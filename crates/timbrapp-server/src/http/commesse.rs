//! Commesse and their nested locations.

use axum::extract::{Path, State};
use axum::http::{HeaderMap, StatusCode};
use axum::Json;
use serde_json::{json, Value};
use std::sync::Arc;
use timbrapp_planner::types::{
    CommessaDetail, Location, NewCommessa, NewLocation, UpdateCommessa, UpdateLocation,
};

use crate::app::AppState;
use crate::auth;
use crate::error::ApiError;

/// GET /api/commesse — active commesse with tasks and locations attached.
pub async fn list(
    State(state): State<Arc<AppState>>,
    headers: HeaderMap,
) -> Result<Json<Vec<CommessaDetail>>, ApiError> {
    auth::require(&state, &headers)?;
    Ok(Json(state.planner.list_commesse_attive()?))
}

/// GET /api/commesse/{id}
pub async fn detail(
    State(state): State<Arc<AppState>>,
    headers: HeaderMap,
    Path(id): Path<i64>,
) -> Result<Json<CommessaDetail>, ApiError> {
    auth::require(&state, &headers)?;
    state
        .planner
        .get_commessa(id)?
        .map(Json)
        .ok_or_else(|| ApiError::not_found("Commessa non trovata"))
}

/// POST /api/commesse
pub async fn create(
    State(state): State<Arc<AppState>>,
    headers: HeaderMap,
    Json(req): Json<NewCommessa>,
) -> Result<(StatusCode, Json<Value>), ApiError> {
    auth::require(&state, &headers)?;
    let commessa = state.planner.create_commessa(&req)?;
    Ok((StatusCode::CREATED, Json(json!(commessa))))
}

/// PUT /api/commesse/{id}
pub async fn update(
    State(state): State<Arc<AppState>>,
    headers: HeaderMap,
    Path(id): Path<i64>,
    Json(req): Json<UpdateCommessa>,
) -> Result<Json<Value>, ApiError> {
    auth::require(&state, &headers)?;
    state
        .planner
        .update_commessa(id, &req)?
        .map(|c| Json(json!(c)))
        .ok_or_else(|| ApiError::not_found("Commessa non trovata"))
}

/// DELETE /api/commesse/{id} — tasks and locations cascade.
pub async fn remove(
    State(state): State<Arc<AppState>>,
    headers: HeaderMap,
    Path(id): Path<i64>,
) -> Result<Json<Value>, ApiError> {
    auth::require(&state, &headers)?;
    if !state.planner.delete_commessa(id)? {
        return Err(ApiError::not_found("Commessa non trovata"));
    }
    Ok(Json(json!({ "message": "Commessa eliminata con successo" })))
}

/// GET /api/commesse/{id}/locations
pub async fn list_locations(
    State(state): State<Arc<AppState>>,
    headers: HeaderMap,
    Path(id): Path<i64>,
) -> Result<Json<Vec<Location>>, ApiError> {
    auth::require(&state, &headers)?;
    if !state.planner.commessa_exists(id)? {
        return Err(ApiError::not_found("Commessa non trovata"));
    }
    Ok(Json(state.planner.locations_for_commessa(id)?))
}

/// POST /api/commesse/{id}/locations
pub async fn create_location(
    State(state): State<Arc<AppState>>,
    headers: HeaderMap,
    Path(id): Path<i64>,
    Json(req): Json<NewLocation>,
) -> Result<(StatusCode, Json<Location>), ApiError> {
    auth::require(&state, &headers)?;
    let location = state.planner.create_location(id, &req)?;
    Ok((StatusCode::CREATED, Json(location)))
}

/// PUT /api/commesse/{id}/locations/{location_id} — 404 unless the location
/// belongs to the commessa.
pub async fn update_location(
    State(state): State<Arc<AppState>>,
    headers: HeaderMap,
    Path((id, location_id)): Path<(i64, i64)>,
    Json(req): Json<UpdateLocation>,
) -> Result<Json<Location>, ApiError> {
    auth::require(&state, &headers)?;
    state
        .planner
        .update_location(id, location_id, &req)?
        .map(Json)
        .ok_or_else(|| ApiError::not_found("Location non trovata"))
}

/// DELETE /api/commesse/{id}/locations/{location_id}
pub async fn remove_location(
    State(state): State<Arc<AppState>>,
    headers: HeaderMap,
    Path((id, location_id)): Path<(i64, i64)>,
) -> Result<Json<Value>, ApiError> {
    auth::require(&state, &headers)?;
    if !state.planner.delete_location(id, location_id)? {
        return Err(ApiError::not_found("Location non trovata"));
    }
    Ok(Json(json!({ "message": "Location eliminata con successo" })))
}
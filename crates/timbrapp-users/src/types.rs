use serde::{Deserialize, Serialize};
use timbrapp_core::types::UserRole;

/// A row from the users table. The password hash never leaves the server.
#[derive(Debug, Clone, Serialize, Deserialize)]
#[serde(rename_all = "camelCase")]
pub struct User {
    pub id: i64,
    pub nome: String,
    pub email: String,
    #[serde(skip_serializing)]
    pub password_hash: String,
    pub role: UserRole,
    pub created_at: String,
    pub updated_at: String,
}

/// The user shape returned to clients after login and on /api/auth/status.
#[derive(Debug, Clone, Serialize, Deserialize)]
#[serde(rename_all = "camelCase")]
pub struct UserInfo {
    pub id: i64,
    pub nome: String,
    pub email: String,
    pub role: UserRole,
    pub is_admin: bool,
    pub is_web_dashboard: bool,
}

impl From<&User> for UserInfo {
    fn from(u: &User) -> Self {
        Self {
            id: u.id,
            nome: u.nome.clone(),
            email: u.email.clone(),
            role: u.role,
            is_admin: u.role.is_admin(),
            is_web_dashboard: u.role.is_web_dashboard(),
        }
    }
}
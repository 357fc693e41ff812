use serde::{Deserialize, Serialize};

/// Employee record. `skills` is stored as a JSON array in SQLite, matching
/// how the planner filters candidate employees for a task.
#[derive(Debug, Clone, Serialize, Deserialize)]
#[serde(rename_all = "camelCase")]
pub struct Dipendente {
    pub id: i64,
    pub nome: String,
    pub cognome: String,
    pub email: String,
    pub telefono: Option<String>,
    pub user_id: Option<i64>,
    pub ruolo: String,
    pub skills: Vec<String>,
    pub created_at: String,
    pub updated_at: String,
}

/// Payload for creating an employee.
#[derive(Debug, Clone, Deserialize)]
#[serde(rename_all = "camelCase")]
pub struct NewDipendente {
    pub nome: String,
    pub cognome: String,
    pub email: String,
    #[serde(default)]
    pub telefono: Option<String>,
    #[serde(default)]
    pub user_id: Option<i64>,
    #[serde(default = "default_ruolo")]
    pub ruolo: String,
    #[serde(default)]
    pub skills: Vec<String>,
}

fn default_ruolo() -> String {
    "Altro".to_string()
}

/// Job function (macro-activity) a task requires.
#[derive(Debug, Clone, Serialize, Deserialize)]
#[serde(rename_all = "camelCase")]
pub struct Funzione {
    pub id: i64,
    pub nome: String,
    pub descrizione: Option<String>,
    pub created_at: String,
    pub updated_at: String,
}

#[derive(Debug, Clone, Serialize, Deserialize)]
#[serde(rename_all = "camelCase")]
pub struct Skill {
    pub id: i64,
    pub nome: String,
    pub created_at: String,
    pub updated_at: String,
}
☆ ☆ ☆ ☆ ☆ ☆ ☆
ABOUT THIS EXERCISE: Every line above that holds the word "POST" is to be found and copied.

OUTPUT OF THE EXERCISE:
/// POST /api/commesse
/// POST /api/commesse/{id}/locations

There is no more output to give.